Robot-assisted surgery is used in several countries for gynaecological surgery, particularly for removing the uterus, known as a hysterectomy, and also for other procedures including removal of uterine fibroids, restoring fertility, and repairing vaginal vault prolapse. This last procedure is known as sacrocolopexy. The approach has also been used for the treatment of women with endometrial and cervical cancers.
However, robot-assisted surgery is controversial because of the significant commercial interests involved and because the potential benefits and harms over standard surgical approaches have not been clearly established. Unfortunately, despite our updating of the previous version of this review, which was published in 2014, we’re still not able to fully resolve the uncertainties. Much of the evidence remains low quality, and we cannot be sure whether there is a difference between robot-assisted and conventional laparoscopic, or keyhole, surgery in overall complication rates and other outcomes for the patients.
We now include 12 randomised trials, involving just over a thousand women. Eight studies compared robot-assisted surgery with conventional surgical approaches for hysterectomy, three looked at sacrocolpopexy and the last examined surgical treatment for endometriosis. Among studies of women undergoing hysterectomy, two involved women with endometrial cancer while the others involved women with benign conditions.

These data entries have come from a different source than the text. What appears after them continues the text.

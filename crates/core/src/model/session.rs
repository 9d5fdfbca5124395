use std::collections::BTreeMap;

use thiserror::Error;

use crate::model::question::Question;
use crate::model::score::ScoredResult;

//
// ─── ERRORS ───────────────────────────────────────────────────────────────────
//

/// Invalid input handed to a quiz session.
///
/// Every variant is deterministic and correctable by the caller; the session
/// performs no I/O and has no transient failures.
#[derive(Debug, Error, Clone, PartialEq, Eq)]
#[non_exhaustive]
pub enum QuizError {
    #[error("a quiz needs at least one question")]
    NoQuestions,

    #[error("question {question} has {len} options, at least two are required")]
    TooFewOptions { question: usize, len: usize },

    #[error("question {question} marks option {index} correct but has {len} options")]
    CorrectIndexOutOfRange {
        question: usize,
        index: usize,
        len: usize,
    },

    #[error("question {index} is out of range for a quiz of {len}")]
    QuestionOutOfRange { index: usize, len: usize },

    #[error("option {index} is out of range for question {question} with {len} options")]
    OptionOutOfRange {
        question: usize,
        index: usize,
        len: usize,
    },
}

//
// ─── PROGRESS ─────────────────────────────────────────────────────────────────
//

/// Snapshot of where the user is in a quiz, for "Question i / n" labels.
#[derive(Debug, Clone, Copy, PartialEq, Eq)]
pub struct QuizProgress {
    /// 1-based position of the cursor.
    pub position: usize,
    pub total: usize,
    pub answered: usize,
}

//
// ─── SESSION ──────────────────────────────────────────────────────────────────
//

/// In-memory state of one quiz attempt.
///
/// The question list is fixed at construction. Navigation clamps at both ends
/// and answers may be overwritten until the session is dropped or reset.
#[derive(Debug, Clone, PartialEq, Eq)]
pub struct QuizSession {
    questions: Vec<Question>,
    cursor: usize,
    answers: BTreeMap<usize, usize>,
}

impl QuizSession {
    /// Start a session over a generated question list.
    ///
    /// # Errors
    ///
    /// Returns `QuizError::NoQuestions` for an empty list, and the first
    /// structural error found by [`Question::validate`] otherwise.
    pub fn new(questions: Vec<Question>) -> Result<Self, QuizError> {
        if questions.is_empty() {
            return Err(QuizError::NoQuestions);
        }
        for (position, question) in questions.iter().enumerate() {
            question.validate(position)?;
        }

        Ok(Self {
            questions,
            cursor: 0,
            answers: BTreeMap::new(),
        })
    }

    #[must_use]
    pub fn questions(&self) -> &[Question] {
        &self.questions
    }

    #[must_use]
    pub fn len(&self) -> usize {
        self.questions.len()
    }

    /// Always false; an empty quiz cannot be constructed.
    #[must_use]
    pub fn is_empty(&self) -> bool {
        self.questions.is_empty()
    }

    #[must_use]
    pub fn cursor(&self) -> usize {
        self.cursor
    }

    #[must_use]
    pub fn current_question(&self) -> &Question {
        &self.questions[self.cursor]
    }

    #[must_use]
    pub fn answers(&self) -> &BTreeMap<usize, usize> {
        &self.answers
    }

    #[must_use]
    pub fn answer_for(&self, question_index: usize) -> Option<usize> {
        self.answers.get(&question_index).copied()
    }

    #[must_use]
    pub fn answered_count(&self) -> usize {
        self.answers.len()
    }

    #[must_use]
    pub fn is_first(&self) -> bool {
        self.cursor == 0
    }

    #[must_use]
    pub fn is_last(&self) -> bool {
        self.cursor + 1 == self.questions.len()
    }

    #[must_use]
    pub fn progress(&self) -> QuizProgress {
        QuizProgress {
            position: self.cursor + 1,
            total: self.questions.len(),
            answered: self.answers.len(),
        }
    }

    /// Record (or replace) the selection for a question.
    ///
    /// # Errors
    ///
    /// Returns `QuizError::QuestionOutOfRange` or `QuizError::OptionOutOfRange`;
    /// the stored answers are untouched on error.
    pub fn record_answer(
        &mut self,
        question_index: usize,
        option_index: usize,
    ) -> Result<(), QuizError> {
        let question = self.question_at(question_index)?;
        let len = question.options.len();
        if option_index >= len {
            return Err(QuizError::OptionOutOfRange {
                question: question_index,
                index: option_index,
                len,
            });
        }
        self.answers.insert(question_index, option_index);
        Ok(())
    }

    /// Record a selection for the question under the cursor.
    ///
    /// # Errors
    ///
    /// Returns `QuizError::OptionOutOfRange` for an unknown option.
    pub fn record_current(&mut self, option_index: usize) -> Result<(), QuizError> {
        self.record_answer(self.cursor, option_index)
    }

    /// Move the cursor to `index`.
    ///
    /// # Errors
    ///
    /// Returns `QuizError::QuestionOutOfRange` if `index` is past the end.
    pub fn go_to(&mut self, index: usize) -> Result<(), QuizError> {
        self.question_at(index)?;
        self.cursor = index;
        Ok(())
    }

    /// Advance one question. Returns false at the last question.
    pub fn next(&mut self) -> bool {
        if self.is_last() {
            return false;
        }
        self.cursor += 1;
        true
    }

    /// Step back one question. Returns false at the first question.
    pub fn previous(&mut self) -> bool {
        if self.is_first() {
            return false;
        }
        self.cursor -= 1;
        true
    }

    /// Score the attempt as it stands. Does not mutate the session.
    #[must_use]
    pub fn score(&self) -> ScoredResult {
        ScoredResult::tally(&self.questions, |index| self.answer_for(index))
    }

    /// Forget all answers and return to the first question.
    pub fn reset(&mut self) {
        self.answers.clear();
        self.cursor = 0;
    }

    fn question_at(&self, index: usize) -> Result<&Question, QuizError> {
        self.questions.get(index).ok_or(QuizError::QuestionOutOfRange {
            index,
            len: self.questions.len(),
        })
    }
}

//
// ─── TESTS ─────────────────────────────────────────────────────────────────────
//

For hysterectomies, when robot-assisted and conventional laparascopic surgery were compared, we could not be sure whether there was a difference in complication rates during or after the operation, for either benign disease or cancer. Two studies did show that robot-assisted operations took about 40 minutes longer than conventional approaches, but hospital stays were slightly shorter. However, the evidence for these findings was of very low certainty, partly because of the high risk of bias in the trials. One study compared robot-assisted surgery with open abdominal surgery for hysterectomy; but it was too small, with just 20 women, to be able to detect any possible differences between the two techniques.
For sacrocolpopexy, limited data from three studies suggest that, overall, there may be little or no difference in the rate of complications during the operation between robot-assisted and conventional surgery. However, low-certainty evidence from a single study suggests that post-operative complications might be higher with robot-assisted techniques. With regard to operating time, robot-assisted surgery for sacrocolpopexy might be associated with longer operations than conventional surgery, but the duration of hospital stay was similar for the two procedures.
Finally, the one study of robot-assisted versus conventional surgery for endometriosis, was, once again, too small to show potential differences between these surgical approaches.
In conclusion, low-certainty evidence for hysterectomy and sacrocolpopexy operations suggests that complication rates for robot-assisted surgery might be similar to those for conventional laparoscopic surgery. Things are more uncertain for gynaecological cancer, where we found no comparative evidence on cancer recurrence or survival after the surgery. As robot-assisted surgery depends on the skill and experience of the surgeon and is expensive, evaluating its effectiveness and safety continues to present a challenge; but this needs to be met if we are to have reliable evidence on its potential benefits and harms.